Rise of users and usability

Flashy designers (bleeding-edge) and simplicity gurus often don’t agree when it comes to interaction design. There is a fundamental difference between designing for a client and designing for a client’s client.

What is the objective of the design? Is it to satisfy your client’s design eye? Many of us would say that to get business, their piece of design has to be what the client wants to see. While doing this they often do not design what they need to. So their design may make perfect sense to the designer or even to the client, but a design which a mere reflection of designer’s or client’s personal likings and must haves often does not solve the problem for which the very existence of that design is required. Design, whether for interaction or non-interaction media, has absolute, scientific measures of success that has nothing to do with the opinions of its creator or creator’s client. Most often than not, both these parties have opinions that are personal and intangible.

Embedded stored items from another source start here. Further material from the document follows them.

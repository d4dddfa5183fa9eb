//! Repository for the `users` table.

use alms_core::types::{DbId, Timestamp};
use sqlx::PgPool;

use crate::models::user::{CreateUser, UpdateProfile, User};

/// Column list shared across queries to avoid repetition.
const COLUMNS: &str = "id, email, password_hash, full_name, phone, avatar_path, role_id, \
                       is_active, last_login_at, failed_login_count, locked_until, \
                       created_at, updated_at";

/// Provides CRUD operations for user accounts and profiles.
pub struct UserRepo;

impl UserRepo {
    /// Insert a new user, returning the created row.
    pub async fn create(pool: &PgPool, input: &CreateUser) -> Result<User, sqlx::Error> {
        let query = format!(
            "INSERT INTO users (email, password_hash, full_name, phone, role_id)
             VALUES ($1, $2, $3, $4, $5)
             RETURNING {COLUMNS}"
        );
        sqlx::query_as::<_, User>(&query)
            .bind(&input.email)
            .bind(&input.password_hash)
            .bind(&input.full_name)
            .bind(&input.phone)
            .bind(input.role_id)
            .fetch_one(pool)
            .await
    }

    /// Find a user by internal ID.
    pub async fn find_by_id(pool: &PgPool, id: DbId) -> Result<Option<User>, sqlx::Error> {
        let query = format!("SELECT {COLUMNS} FROM users WHERE id = $1");
        sqlx::query_as::<_, User>(&query)
            .bind(id)
            .fetch_optional(pool)
            .await
    }

    /// Find a user by email. Emails are stored lowercased.
    pub async fn find_by_email(pool: &PgPool, email: &str) -> Result<Option<User>, sqlx::Error> {
        let query = format!("SELECT {COLUMNS} FROM users WHERE email = $1");
        sqlx::query_as::<_, User>(&query)
            .bind(email)
            .fetch_optional(pool)
            .await
    }

    /// List users, most recently created first.
    pub async fn list(pool: &PgPool, limit: i64, offset: i64) -> Result<Vec<User>, sqlx::Error> {
        let query = format!(
            "SELECT {COLUMNS} FROM users ORDER BY created_at DESC, id DESC LIMIT $1 OFFSET $2"
        );
        sqlx::query_as::<_, User>(&query)
            .bind(limit)
            .bind(offset)
            .fetch_all(pool)
            .await
    }

    /// Update profile fields. Only non-`None` fields in `input` are applied.
    ///
    /// Returns `None` if no row with the given `id` exists.
    pub async fn update_profile(
        pool: &PgPool,
        id: DbId,
        input: &UpdateProfile,
    ) -> Result<Option<User>, sqlx::Error> {
        let query = format!(
            "UPDATE users SET
                full_name = COALESCE($2, full_name),
                phone = COALESCE($3, phone),
                avatar_path = COALESCE($4, avatar_path)
             WHERE id = $1
             RETURNING {COLUMNS}"
        );
        sqlx::query_as::<_, User>(&query)
            .bind(id)
            .bind(&input.full_name)
            .bind(&input.phone)
            .bind(&input.avatar_path)
            .fetch_optional(pool)
            .await
    }

    /// Change a user's role. Returns `None` if the user does not exist.
    pub async fn update_role(
        pool: &PgPool,
        id: DbId,
        role_id: DbId,
    ) -> Result<Option<User>, sqlx::Error> {
        let query = format!("UPDATE users SET role_id = $2 WHERE id = $1 RETURNING {COLUMNS}");
        sqlx::query_as::<_, User>(&query)
            .bind(id)
            .bind(role_id)
            .fetch_optional(pool)
            .await
    }

    /// Increment the failed login counter by 1.
    pub async fn increment_failed_login(pool: &PgPool, id: DbId) -> Result<(), sqlx::Error> {
        sqlx::query("UPDATE users SET failed_login_count = failed_login_count + 1 WHERE id = $1")
            .bind(id)
            .execute(pool)
            .await?;
        Ok(())
    }

    /// Lock a user account until the specified timestamp.
    pub async fn lock_account(
        pool: &PgPool,
        id: DbId,
        until: Timestamp,
    ) -> Result<(), sqlx::Error> {
        sqlx::query("UPDATE users SET locked_until = $2 WHERE id = $1")
            .bind(id)
            .bind(until)
            .execute(pool)
            .await?;
        Ok(())
    }

    /// Record a successful login: reset `failed_login_count` to 0, clear `locked_until`,
    /// and set `last_login_at` to now.
    pub async fn record_successful_login(pool: &PgPool, id: DbId) -> Result<(), sqlx::Error> {
        sqlx::query(
            "UPDATE users SET
                failed_login_count = 0,
                locked_until = NULL,
                last_login_at = NOW()
             WHERE id = $1",
        )
        .bind(id)
        .execute(pool)
        .await?;
        Ok(())
    }

    /// Count all registered users.
    pub async fn count(pool: &PgPool) -> Result<i64, sqlx::Error> {
        sqlx::query_scalar("SELECT COUNT(*) FROM users")
            .fetch_one(pool)
            .await
    }
}
//! REST client for the storage service's object-signing endpoint.

use std::time::Duration;

use async_trait::async_trait;
use serde::Deserialize;

use crate::{ObjectSigner, StorageError};

/// HTTP client for a storage service authenticated with a service key.
pub struct StorageClient {
    client: reqwest::Client,
    storage_url: String,
    service_key: String,
}

#[derive(Debug, Deserialize)]
struct SignResponse {
    #[serde(rename = "signedURL")]
    signed_url: String,
}

impl StorageClient {
    /// Create a client for `storage_url`, e.g. `https://host/storage/v1`.
    pub fn new(
        storage_url: impl Into<String>,
        service_key: impl Into<String>,
        timeout: Duration,
    ) -> Result<Self, StorageError> {
        let client = reqwest::Client::builder().timeout(timeout).build()?;
        let storage_url = storage_url.into().trim_end_matches('/').to_string();
        Ok(Self {
            client,
            storage_url,
            service_key: service_key.into(),
        })
    }

    /// Resolve the service's answer to an absolute URL.
    ///
    /// The service returns a path relative to `storage_url`
    /// (`/object/sign/...?token=...`); absolute URLs pass through.
    fn absolute(&self, signed: &str) -> String {
        if signed.starts_with("http://") || signed.starts_with("https://") {
            signed.to_string()
        } else if signed.starts_with('/') {
            format!("{}{}", self.storage_url, signed)
        } else {
            format!("{}/{}", self.storage_url, signed)
        }
    }

    async fn ensure_success(
        response: reqwest::Response,
    ) -> Result<reqwest::Response, StorageError> {
        let status = response.status();
        if !status.is_success() {
            let body = response
                .text()
                .await
                .unwrap_or_else(|_| "<unreadable body>".to_string());
            return Err(StorageError::Api {
                status: status.as_u16(),
                body,
            });
        }
        Ok(response)
    }
}

#[async_trait]
impl ObjectSigner for StorageClient {
    async fn sign(
        &self,
        bucket: &str,
        path: &str,
        expires_in: Duration,
    ) -> Result<String, StorageError> {
        let response = self
            .client
            .post(format!("{}/object/sign/{}/{}", self.storage_url, bucket, path))
            .bearer_auth(&self.service_key)
            .header("apikey", &self.service_key)
            .json(&serde_json::json!({ "expiresIn": expires_in.as_secs() }))
            .send()
            .await?;

        let response = Self::ensure_success(response).await?;
        let body = response.text().await?;
        let parsed: SignResponse = serde_json::from_str(&body)?;

        tracing::debug!(bucket, path, "Signed storage object");
        Ok(self.absolute(&parsed.signed_url))
    }
}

Usable design always revolves around the user who is going to use it. This design does what it’s meant to do for its users without overwhelming them with fancy stuff and also doesn’t require users to find ways to complete their tasks. Such a design is always based on user’s needs, objectives behind that design, tasks that design is meant to facilitate and/or the message designs’ host wants to convey.

Signal vs. Noise.

Most often than not, every successful design turns out to be a very simple signal. After all, every solution for users’ requirement is made of a simple signal. It’s either the designer or the client and their personal choices that make it a noise. Those unnecessary elements or gimmicks they try to force on the simple signal which turns it into a noise. In all successful designs, usability takes precedence over “cool.” All they need to ask themselves is “Is your user going to gain from these elements and gimmicks? Isn’t the objective of your design to give user what he wants? How foolish you think your users are that you have to write ‘apple’ and draw one too (most of the times an animated one).

Now many would say what about the ‘wow’ factor? Noise gets that ‘wow’ in the first impression – no doubt. But that ‘wow’ normally sounds like this “Wow! This is great” Then there is a pause, admiration and then… “Let’s move to the next one”. So this ‘wow’ is very momentory. Signals also get a ‘wow’, the difference is that it comes after the user uses the design. It sounds like… “Wow! This really works for me.”

When interaction design was in its primitive state in early 90s, poor designs were commonly seen. But then people were more committed to learning due to expense, obligation and limited choices, they were forced to adapt to poorly designed user-interfaces. But things have changed. When it comes to interaction design on digital channels, choice is the users’ ballot, and their votes can be costly.

As interaction design evolved, agencies who understood users and usability by putting users before their own assumptions, have taken design and their own success to all new levels. We all would agree that Apple creates arguably the best user experiences when it comes to interaction design. Careful observation and you would notice that there are no bells and whistles to their designs. They still user the age old mantra of ‘keep it simple’. Many of us find it difficult and believe that it’s easier said than done. I have read somewhere during my art school days, “Try going through all of your design elements and removing them one at a time. If a design works without a certain design element, kill it.”

While beautiful, engaging, impressive, and compelling designs are important for a variety of reasons (including creating brand identity, entertaining and drawing people in, and establishing credibility), design choices need to be weighed against meeting the user’s needs in order for the goal to be achieved.

Isn’t that the ultimate objective?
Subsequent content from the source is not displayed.